US Secretary of State urged Russia to back a "strong statement" at the UN Security Council
US Secretary of State Hillary Clinton on Monday urged Russia to back a "strong statement" at the UN Security Council over Syria's crackdown on protests, senior US officials said Friday.
In her talks with Russian Foreign Minister Sergei Lavrov, Clinton expressed "our interest in seeing the Security Council go on record with a strong statement on Syria," a senior administration official said on condition of anonymity. "The Russians as well are concerned about the situation in Syria, and the violence," the official told reporters after the two top diplomats held talks ahead of the UN General Assembly opening Wednesday in New York.
"The secretary urged Foreign Minister Lavrov to support a strong expression from the Security Council because she doesn't believe the United Nations Security Council should be silent in the face of such inexcusable violence," he said. The official did not elaborate on what form the statement should take.
Russia last month proposed a UN Security Council resolution on Syria that would omit Western calls to sanction President Bashar al-Assad, diplomats said.
Another senior US administration official said that "the secretary made a strong case for why a Security Council action is necessary this time, given the actions that the Syrian government is taking against its own people. "Foreign Minister Lavrov presented his perspective, which was that the best way forward is through dialogue between Assad and members of the opposition," the official said.
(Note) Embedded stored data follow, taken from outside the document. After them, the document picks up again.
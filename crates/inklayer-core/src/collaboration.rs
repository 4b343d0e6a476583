//! Bridge between the local canvas and the room relay.
//!
//! Outbound events are queued as JSON text frames and drained with
//! [`CollaborationManager::take_outgoing`]. Inbound frames are applied to
//! the [`Canvas`] by [`CollaborationManager::handle_message`], which reports
//! what changed as [`SessionEvent`]s.

use std::collections::VecDeque;
use std::time::{Duration, Instant};

use kurbo::Point;

use crate::canvas::Canvas;
use crate::identity::Identity;
use crate::presence::{CursorThrottle, Participant, RemoteCursors, Roster};
use crate::protocol::{Envelope, StrokePhase, WireEvent};
use crate::snapshot::Snapshot;
use crate::stroke::StrokeStyle;
use crate::sync::ConnectionState;

/// Something the UI may want to react to.
#[derive(Debug, Clone, PartialEq)]
pub enum SessionEvent {
    /// The composed output changed.
    Repainted,
    ParticipantJoined(Participant),
    ParticipantLeft { user_id: String, username: Option<String> },
    /// The roster was replaced wholesale.
    RosterChanged,
    /// A remote cursor moved, or left the canvas (`None`).
    CursorMoved { user_id: String, pos: Option<Point> },
    /// The relay gave this peer a different username.
    UsernameAssigned(String),
    /// A remote author's layer was replaced from a snapshot.
    LayerRestored { user_id: String },
    /// Non-fatal relay error.
    RelayError(String),
    Connection(ConnectionState),
}

/// Manages room membership and translates between canvas operations and
/// wire events.
#[derive(Debug, Clone)]
pub struct CollaborationManager {
    identity: Identity,
    /// Current room ID (if joined).
    room: Option<String>,
    roster: Roster,
    cursors: RemoteCursors,
    cursor_throttle: CursorThrottle,
    /// Pending outgoing messages (JSON strings).
    outgoing: Vec<String>,
    /// Inbound events held back while the surface restores.
    pending: VecDeque<Envelope>,
    /// Count of events queued or applied.
    logical_clock: u64,
}

impl CollaborationManager {
    pub fn new(identity: Identity) -> Self {
        Self::with_cursor_interval(identity, Duration::from_millis(crate::presence::DEFAULT_CURSOR_INTERVAL_MS))
    }

    pub fn with_cursor_interval(identity: Identity, interval: Duration) -> Self {
        Self {
            identity,
            room: None,
            roster: Roster::new(),
            cursors: RemoteCursors::new(),
            cursor_throttle: CursorThrottle::new(interval),
            outgoing: Vec::new(),
            pending: VecDeque::new(),
            logical_clock: 0,
        }
    }

    pub fn identity(&self) -> &Identity {
        &self.identity
    }

    pub fn user_id(&self) -> &str {
        &self.identity.user_id
    }

    /// Get the current room ID.
    pub fn current_room(&self) -> Option<&str> {
        self.room.as_deref()
    }

    pub fn is_in_room(&self) -> bool {
        self.room.is_some()
    }

    pub fn roster(&self) -> &Roster {
        &self.roster
    }

    pub fn remote_cursors(&self) -> &RemoteCursors {
        &self.cursors
    }

    pub fn logical_clock(&self) -> u64 {
        self.logical_clock
    }

    /// Inbound events waiting for a restore to finish.
    pub fn pending_len(&self) -> usize {
        self.pending.len()
    }

    // --- Room Management ---

    /// Join a room: announce ourselves and ask every peer for its layer.
    pub fn join_room(&mut self, room: &str) {
        self.room = Some(room.to_string());
        self.queue_join();
    }

    /// Leave the current room and drop every remote trace from the canvas.
    pub fn leave_room(&mut self, canvas: &mut Canvas) {
        if self.room.take().is_none() {
            return;
        }
        let remotes: Vec<String> = canvas.layers().remote_ids().map(str::to_string).collect();
        for user_id in remotes {
            canvas.remove_author(&user_id);
        }
        self.roster.clear();
        self.cursors.clear();
        self.pending.clear();
        self.outgoing.clear();
    }

    /// Called when the relay connection (re)opens.
    ///
    /// Frames queued while offline are discarded; the fresh join and state
    /// request bring every peer back in sync.
    pub fn on_connected(&mut self) {
        if !self.outgoing.is_empty() {
            log::debug!("Discarding {} frames queued while offline", self.outgoing.len());
            self.outgoing.clear();
        }
        self.cursor_throttle.reset();
        if self.room.is_some() {
            log::info!("Connected; joining room as {}", self.identity.username);
            self.queue_join();
        }
    }

    fn queue_join(&mut self) {
        let join = WireEvent::JoinRoom {
            user_id: self.identity.user_id.clone(),
            username: self.identity.username.clone(),
            color: self.identity.color,
        };
        self.queue(join);
        self.queue(WireEvent::RequestCanvasState {});
    }

    // --- Outbound ---

    /// Queue one phase of a local stroke.
    pub fn broadcast_stroke(&mut self, phase: StrokePhase, pos: Point, style: &StrokeStyle, stroke_id: &str) {
        self.queue(WireEvent::Drawing {
            phase,
            pos: pos.into(),
            mode: style.mode,
            color: style.color,
            width: style.width,
            stroke_id: stroke_id.to_string(),
        });
    }

    pub fn broadcast_clear(&mut self) {
        self.queue(WireEvent::ClearCanvas {});
    }

    /// Queue the local layer as it stands after an undo.
    pub fn broadcast_undo(&mut self, snapshot: &Snapshot) {
        self.queue(WireEvent::Undo {
            canvas_data: snapshot.to_data_url(),
        });
    }

    /// Queue the local layer as it stands after a redo.
    pub fn broadcast_redo(&mut self, snapshot: &Snapshot) {
        self.queue(WireEvent::Redo {
            canvas_data: snapshot.to_data_url(),
        });
    }

    /// Queue a normalized cursor position, subject to throttling.
    /// Returns true if an event was queued. `None` is never throttled.
    pub fn set_cursor(&mut self, pos: Option<Point>, now: Instant) -> bool {
        match pos {
            Some(_) if !self.cursor_throttle.try_acquire(now) => false,
            Some(p) => self.queue(WireEvent::CursorMove { pos: Some(p.into()) }),
            None => {
                self.cursor_throttle.reset();
                self.queue(WireEvent::CursorMove { pos: None })
            }
        }
    }

    fn queue(&mut self, event: WireEvent) -> bool {
        let Some(room) = &self.room else {
            log::debug!("Not in a room; dropping outbound {}", event.name());
            return false;
        };
        let envelope = Envelope::new(room.clone(), self.identity.user_id.clone(), event);
        match envelope.to_json() {
            Ok(json) => {
                self.outgoing.push(json);
                self.logical_clock += 1;
                true
            }
            Err(e) => {
                log::error!("Failed to serialize {}: {}", envelope.event.name(), e);
                false
            }
        }
    }

    /// Take pending outgoing messages (drains the queue).
    pub fn take_outgoing(&mut self) -> Vec<String> {
        std::mem::take(&mut self.outgoing)
    }

    pub fn has_outgoing(&self) -> bool {
        !self.outgoing.is_empty()
    }

    // --- Inbound ---

    /// Handle an incoming relay frame.
    ///
    /// Malformed frames and our own looped-back events are dropped. While the
    /// canvas is restoring, events are queued for [`flush_pending`](Self::flush_pending).
    pub fn handle_message(&mut self, canvas: &mut Canvas, json: &str) -> Vec<SessionEvent> {
        let envelope = match Envelope::parse(json) {
            Ok(envelope) => envelope,
            Err(e) => {
                log::warn!("Dropping inbound frame: {}", e);
                return Vec::new();
            }
        };
        if envelope.author_id == self.identity.user_id {
            log::debug!("Ignoring own {} event", envelope.event.name());
            return Vec::new();
        }
        if canvas.is_restoring() {
            self.pending.push_back(envelope);
            return Vec::new();
        }
        self.apply(canvas, envelope)
    }

    /// Replay events held back during a restore, in arrival order.
    pub fn flush_pending(&mut self, canvas: &mut Canvas) -> Vec<SessionEvent> {
        let mut events = Vec::new();
        while !canvas.is_restoring() {
            let Some(envelope) = self.pending.pop_front() else {
                break;
            };
            events.extend(self.apply(canvas, envelope));
        }
        events
    }

    fn apply(&mut self, canvas: &mut Canvas, envelope: Envelope) -> Vec<SessionEvent> {
        self.logical_clock += 1;
        let author = envelope.author_id;

        match envelope.event {
            WireEvent::Drawing {
                phase,
                pos,
                mode,
                color,
                width,
                stroke_id,
            } => {
                let point = Point::from(pos);
                let applied = match phase {
                    StrokePhase::Start => {
                        canvas.begin_remote_stroke(&author, &stroke_id, StrokeStyle::new(mode, color, width), point);
                        true
                    }
                    StrokePhase::Move => canvas.extend_remote_stroke(&author, point),
                    StrokePhase::End => {
                        canvas.extend_remote_stroke(&author, point);
                        canvas.end_remote_stroke(&author)
                    }
                };
                repainted(applied)
            }
            WireEvent::CursorMove { pos } => {
                let pos = pos.map(Point::from);
                self.cursors.set(&author, pos);
                vec![SessionEvent::CursorMoved { user_id: author, pos }]
            }
            WireEvent::ClearCanvas {} => repainted(canvas.clear_remote(&author)),
            WireEvent::Undo { canvas_data }
            | WireEvent::Redo { canvas_data }
            | WireEvent::CanvasState { canvas_data } => self.restore(canvas, author, &canvas_data),
            WireEvent::RequestCanvasState {} => {
                self.answer_state_request(canvas, &author);
                Vec::new()
            }
            WireEvent::JoinRoom {
                user_id,
                username,
                color,
            }
            | WireEvent::UserJoined {
                user_id,
                username,
                color,
            } => self.participant_joined(Participant::new(user_id, username, color)),
            WireEvent::UserLeft { user_id, username } => {
                self.roster.remove(&user_id);
                self.cursors.remove(&user_id);
                canvas.remove_author(&user_id);
                log::info!("{} left the room", username.as_deref().unwrap_or(&user_id));
                vec![
                    SessionEvent::ParticipantLeft { user_id, username },
                    SessionEvent::Repainted,
                ]
            }
            WireEvent::UsersUpdate { users } => self.roster_replaced(canvas, users),
            WireEvent::UsernameAssigned { username } => {
                log::info!("Relay assigned username {}", username);
                self.identity.username = username.clone();
                vec![SessionEvent::UsernameAssigned(username)]
            }
            WireEvent::Error { message } => {
                log::warn!("Relay error: {}", message);
                vec![SessionEvent::RelayError(message)]
            }
        }
    }

    fn participant_joined(&mut self, participant: Participant) -> Vec<SessionEvent> {
        if participant.user_id == self.identity.user_id {
            return Vec::new();
        }
        if self.roster.upsert(participant.clone()) {
            log::info!("{} joined the room", participant.username);
            vec![SessionEvent::ParticipantJoined(participant)]
        } else {
            vec![SessionEvent::RosterChanged]
        }
    }

    /// Adopt the relay's member list and drop everything left behind by
    /// users who are no longer in it.
    fn roster_replaced(&mut self, canvas: &mut Canvas, users: Vec<Participant>) -> Vec<SessionEvent> {
        self.roster.replace(users, &self.identity.user_id);
        let roster = &self.roster;
        self.cursors.retain(|id| roster.contains(id));

        let departed: Vec<String> = canvas
            .layers()
            .remote_ids()
            .filter(|id| !roster.contains(id))
            .map(str::to_string)
            .collect();
        let mut events = vec![SessionEvent::RosterChanged];
        let mut removed = false;
        for user_id in departed {
            log::info!("Dropping layer of {}, who is no longer in the room", user_id);
            removed |= canvas.remove_author(&user_id);
        }
        if removed {
            events.push(SessionEvent::Repainted);
        }
        events
    }

    fn restore(&mut self, canvas: &mut Canvas, author: String, canvas_data: &str) -> Vec<SessionEvent> {
        let result = Snapshot::from_data_url(canvas_data).and_then(|snapshot| canvas.restore_remote(&author, &snapshot));
        match result {
            Ok(()) => vec![SessionEvent::LayerRestored { user_id: author }, SessionEvent::Repainted],
            Err(e) => {
                log::warn!("Dropping snapshot from {}: {}", author, e);
                Vec::new()
            }
        }
    }

    /// Send our layer, even when blank.
    fn answer_state_request(&mut self, canvas: &Canvas, requester: &str) {
        log::debug!("Answering state request from {}", requester);
        match canvas.local_snapshot() {
            Ok(snapshot) => {
                self.queue(WireEvent::CanvasState {
                    canvas_data: snapshot.to_data_url(),
                });
            }
            Err(e) => log::error!("Failed to snapshot local layer: {}", e),
        }
    }
}

fn repainted(applied: bool) -> Vec<SessionEvent> {
    if applied { vec![SessionEvent::Repainted] } else { Vec::new() }
}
"The secretary encouraged him to think carefully about the role that the Security Council could play in a moment when the Syrian government is killing its own people and imprisoning thousands of people unjustly," he said. "I cannot say that the foreign minister agreed to that, but the secretary's position was unequivocal. It was firm and it's a position that we'll continue to advocate to the Russians and others as we go forward," he said. "And the Russians did agree during the meeting to continue having the conversation over how the Security Council could act on the situation in Syria going forward," the official said.